Abstract

Many engineering and environmental problems that involve the determination of unknown system characteristics from observation data can be categorized as inverse problems. A common approach undertaken to solve such problems is the simulation-optimization approach where simulation models are coupled with optimization or search methods. Simulation-optimization approaches, particularly in environmental characterization involving natural systems, are computationally expensive due to the complex three-dimensional simulation models required to represent these systems and the large number of such simulations involved. Emerging grid computing environments (e.g., TeraGrid) show promise for improving the computational tractability of these approaches.
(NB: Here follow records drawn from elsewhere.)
//! Summary Report Module
//! Writes the charted departments as a JSON document next to the chart.

use crate::config::PipelineConfig;
use crate::stats::{DisplaySet, RankGroup, RankedDepartment};
use serde::Serialize;
use std::fs::File;
use std::io::{BufWriter, Write};
use std::path::Path;
use thiserror::Error;

#[derive(Error, Debug)]
pub enum ReportError {
    #[error("Failed to write summary: {0}")]
    Io(#[from] std::io::Error),
    #[error("Failed to encode summary: {0}")]
    Json(#[from] serde_json::Error),
}

#[derive(Debug, Serialize)]
pub struct SummaryEntry<'a> {
    pub rank: usize,
    pub group: RankGroup,
    #[serde(flatten)]
    pub department: &'a RankedDepartment,
}

#[derive(Debug, Serialize)]
pub struct SummaryReport<'a> {
    pub prior_label: &'a str,
    pub current_label: &'a str,
    pub min_department_total: i64,
    pub top_bottom_k: usize,
    pub ranked_departments: usize,
    pub departments: Vec<SummaryEntry<'a>>,
}

impl<'a> SummaryReport<'a> {
    pub fn new(display: &'a DisplaySet, config: &'a PipelineConfig) -> Self {
        let departments = display
            .ranks()
            .zip(display.iter())
            .map(|(rank, (group, department))| SummaryEntry {
                rank,
                group,
                department,
            })
            .collect();

        Self {
            prior_label: config.prior_label(),
            current_label: config.current_label(),
            min_department_total: config.min_department_total,
            top_bottom_k: config.top_bottom_k,
            ranked_departments: display.ranked_len,
            departments,
        }
    }

    pub fn write(&self, path: &Path) -> Result<(), ReportError> {
        let mut writer = BufWriter::new(File::create(path)?);
        serde_json::to_writer_pretty(&mut writer, self)?;
        writer.write_all(b"\n")?;
        writer.flush()?;
        Ok(())
    }
}
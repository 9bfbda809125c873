//! Data Processor Module
//! Joins the two term frames, canonicalizes department names and sums
//! headcounts per department.

use super::columns::{
    COURSE_DEPARTMENT, COURSE_DEPARTMENT_PRIOR, COURSE_ID, DEPARTMENT, U_GRAD, U_GRAD_CURRENT,
    U_GRAD_PRIOR,
};
use super::DepartmentNames;
use polars::prelude::*;
use serde::Serialize;
use thiserror::Error;
use tracing::info;

#[derive(Error, Debug)]
pub enum ProcessorError {
    #[error("Polars error: {0}")]
    PolarsError(#[from] PolarsError),
}

/// Undergraduate headcount of one canonical department in both terms.
#[derive(Debug, Clone, PartialEq, Eq, Serialize)]
pub struct DepartmentTotals {
    pub department: String,
    pub total_current: i64,
    pub total_prior: i64,
}

/// Handles joining and aggregation of term frames.
pub struct DataProcessor;

impl DataProcessor {
    /// Pair current-term courses with their prior-term rows.
    ///
    /// Left join on `course_id`, then keep only rows whose raw department
    /// label is identical in both terms. Current-only courses have a null
    /// prior label and fall out at the equality filter.
    ///
    /// Output columns: [course_id, department, u_grad_current, u_grad_prior]
    pub fn join_terms(current: &DataFrame, prior: &DataFrame) -> Result<DataFrame, ProcessorError> {
        let prior_lf = prior.clone().lazy().select([
            col(COURSE_ID),
            col(U_GRAD).alias(U_GRAD_PRIOR),
            col(COURSE_DEPARTMENT).alias(COURSE_DEPARTMENT_PRIOR),
        ]);

        let joined = current
            .clone()
            .lazy()
            .join(
                prior_lf,
                [col(COURSE_ID)],
                [col(COURSE_ID)],
                JoinArgs::new(JoinType::Left),
            )
            .filter(col(COURSE_DEPARTMENT).eq(col(COURSE_DEPARTMENT_PRIOR)))
            .select([
                col(COURSE_ID),
                col(COURSE_DEPARTMENT).alias(DEPARTMENT),
                col(U_GRAD).alias(U_GRAD_CURRENT),
                col(U_GRAD_PRIOR),
            ])
            .collect()?;

        info!(
            current = current.height(),
            prior = prior.height(),
            joined = joined.height(),
            "joined terms on course_id"
        );
        Ok(joined)
    }

    /// Replace the `department` column with canonical names.
    pub fn canonicalize_departments(
        mut joined: DataFrame,
        names: &DepartmentNames,
    ) -> Result<DataFrame, ProcessorError> {
        let canonical: Vec<Option<String>> = joined
            .column(DEPARTMENT)?
            .str()?
            .into_iter()
            .map(|label| label.map(|label| names.canonicalize(label).to_string()))
            .collect();

        joined.with_column(Column::new(DEPARTMENT.into(), canonical))?;
        Ok(joined)
    }

    /// Sum both headcounts per department, sorted by department name.
    pub fn aggregate(joined: &DataFrame) -> Result<Vec<DepartmentTotals>, ProcessorError> {
        let grouped = joined
            .clone()
            .lazy()
            .group_by([col(DEPARTMENT)])
            .agg([col(U_GRAD_CURRENT).sum(), col(U_GRAD_PRIOR).sum()])
            .collect()?;

        let departments = grouped.column(DEPARTMENT)?.str()?;
        let current = grouped.column(U_GRAD_CURRENT)?.i64()?;
        let prior = grouped.column(U_GRAD_PRIOR)?.i64()?;

        let mut totals: Vec<DepartmentTotals> = departments
            .into_iter()
            .zip(current)
            .zip(prior)
            .filter_map(|((department, current), prior)| {
                Some(DepartmentTotals {
                    department: department?.to_string(),
                    total_current: current.unwrap_or(0),
                    total_prior: prior.unwrap_or(0),
                })
            })
            .collect();
        totals.sort_by(|a, b| a.department.cmp(&b.department));

        info!(departments = totals.len(), "aggregated department totals");
        Ok(totals)
    }
}
//! Change Calculator Module
//! Significance filtering, percent-change ranking and extreme selection.

use crate::data::DepartmentTotals;
use serde::Serialize;
use tracing::{debug, info};

/// Minimum per-term headcount for a department to be compared.
pub const MIN_DEPARTMENT_TOTAL: i64 = 50;

/// Number of gainers and of losers kept for display.
pub const TOP_BOTTOM_K: usize = 8;

/// A department with its rounded percent change between terms.
#[derive(Debug, Clone, PartialEq, Eq, Serialize)]
pub struct RankedDepartment {
    pub department: String,
    pub total_current: i64,
    pub total_prior: i64,
    pub percent_change: i64,
}

/// Which end of the ranking an entry of the display set came from.
#[derive(Debug, Clone, Copy, PartialEq, Eq, Serialize)]
#[serde(rename_all = "lowercase")]
pub enum RankGroup {
    Top,
    Bottom,
}

/// Top-K gainers followed by bottom-K losers, each slice in rank order.
#[derive(Debug, Clone, Default, PartialEq, Eq)]
pub struct DisplaySet {
    pub top: Vec<RankedDepartment>,
    pub bottom: Vec<RankedDepartment>,
    /// Length of the ranking the slices were cut from.
    pub ranked_len: usize,
}

impl DisplaySet {
    pub fn len(&self) -> usize {
        self.top.len() + self.bottom.len()
    }

    pub fn is_empty(&self) -> bool {
        self.top.is_empty() && self.bottom.is_empty()
    }

    /// Entries in display order: `top ++ bottom`, tagged with their group.
    pub fn iter(&self) -> impl Iterator<Item = (RankGroup, &RankedDepartment)> {
        self.top
            .iter()
            .map(|d| (RankGroup::Top, d))
            .chain(self.bottom.iter().map(|d| (RankGroup::Bottom, d)))
    }

    /// 1-based positions in the full ranking, aligned with [`Self::iter`].
    pub fn ranks(&self) -> impl Iterator<Item = usize> + '_ {
        let bottom_start = self.ranked_len - self.bottom.len();
        (1..=self.top.len()).chain((1..=self.bottom.len()).map(move |i| bottom_start + i))
    }
}

/// Handles the filter/rank/select stages over department totals.
pub struct TrendCalculator;

impl TrendCalculator {
    /// Keep departments with at least `min_total` students in both terms.
    pub fn filter_significant(totals: Vec<DepartmentTotals>, min_total: i64) -> Vec<DepartmentTotals> {
        let before = totals.len();
        let kept: Vec<DepartmentTotals> = totals
            .into_iter()
            .filter(|t| {
                let keep = t.total_current >= min_total && t.total_prior >= min_total;
                if !keep {
                    debug!(
                        department = %t.department,
                        current = t.total_current,
                        prior = t.total_prior,
                        "dropped small department"
                    );
                }
                keep
            })
            .collect();
        info!(before, kept = kept.len(), min_total, "applied significance filter");
        kept
    }

    /// `round(100 * (current - prior) / prior)` with ties rounded to even.
    ///
    /// Callers guarantee `prior > 0` by filtering first.
    pub fn percent_change(current: i64, prior: i64) -> i64 {
        let ratio = 100.0 * (current - prior) as f64 / prior as f64;
        ratio.round_ties_even() as i64
    }

    /// Attach percent change and sort descending. The sort is stable, so
    /// equal changes keep their input order.
    pub fn rank(totals: Vec<DepartmentTotals>) -> Vec<RankedDepartment> {
        let mut ranked: Vec<RankedDepartment> = totals
            .into_iter()
            .map(|t| RankedDepartment {
                percent_change: Self::percent_change(t.total_current, t.total_prior),
                department: t.department,
                total_current: t.total_current,
                total_prior: t.total_prior,
            })
            .collect();
        ranked.sort_by(|a, b| b.percent_change.cmp(&a.percent_change));
        ranked
    }

    /// `ranked[..k] ++ ranked[len-k..]`. When fewer than `2k` departments
    /// are ranked the two slices overlap and entries appear twice.
    pub fn select_extremes(ranked: &[RankedDepartment], k: usize) -> DisplaySet {
        let take = k.min(ranked.len());
        let display = DisplaySet {
            top: ranked[..take].to_vec(),
            bottom: ranked[ranked.len() - take..].to_vec(),
            ranked_len: ranked.len(),
        };
        if ranked.len() < 2 * k {
            debug!(ranked = ranked.len(), k, "top and bottom selections overlap");
        }
        display
    }
}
However, harnessing grid resources for most computational applications is a nontrivial problem due to the complex hierarchy of heterogeneous and geographically distributed resources involved in a grid. This paper reports and discusses the development and evaluation of a grid-enabled simulation-optimization framework for solving environmental characterization problems. The framework is designed in a modular fashion that simplifies coupling with simulation model executables, allowing application of simulation-optimization approaches across problem domains. The framework architecture utilizes standard communications protocols and the message passing interface with an application programming interface to establish a connection between a centralized search application and simulation models running on TeraGrid resources. Sets of performance and scalability results for solving a groundwater source history reconstruction (SHR) problem are presented. The results show that for a given set of resources, parameters controlling the granularity at various levels of parallelism play an important role in the overall parallel performance. A production run for solving the SHR problem using three geographically distributed grid resources indicates that even in a cross-site grid environment a factor of 90 speedup is possible using 140 computer processors.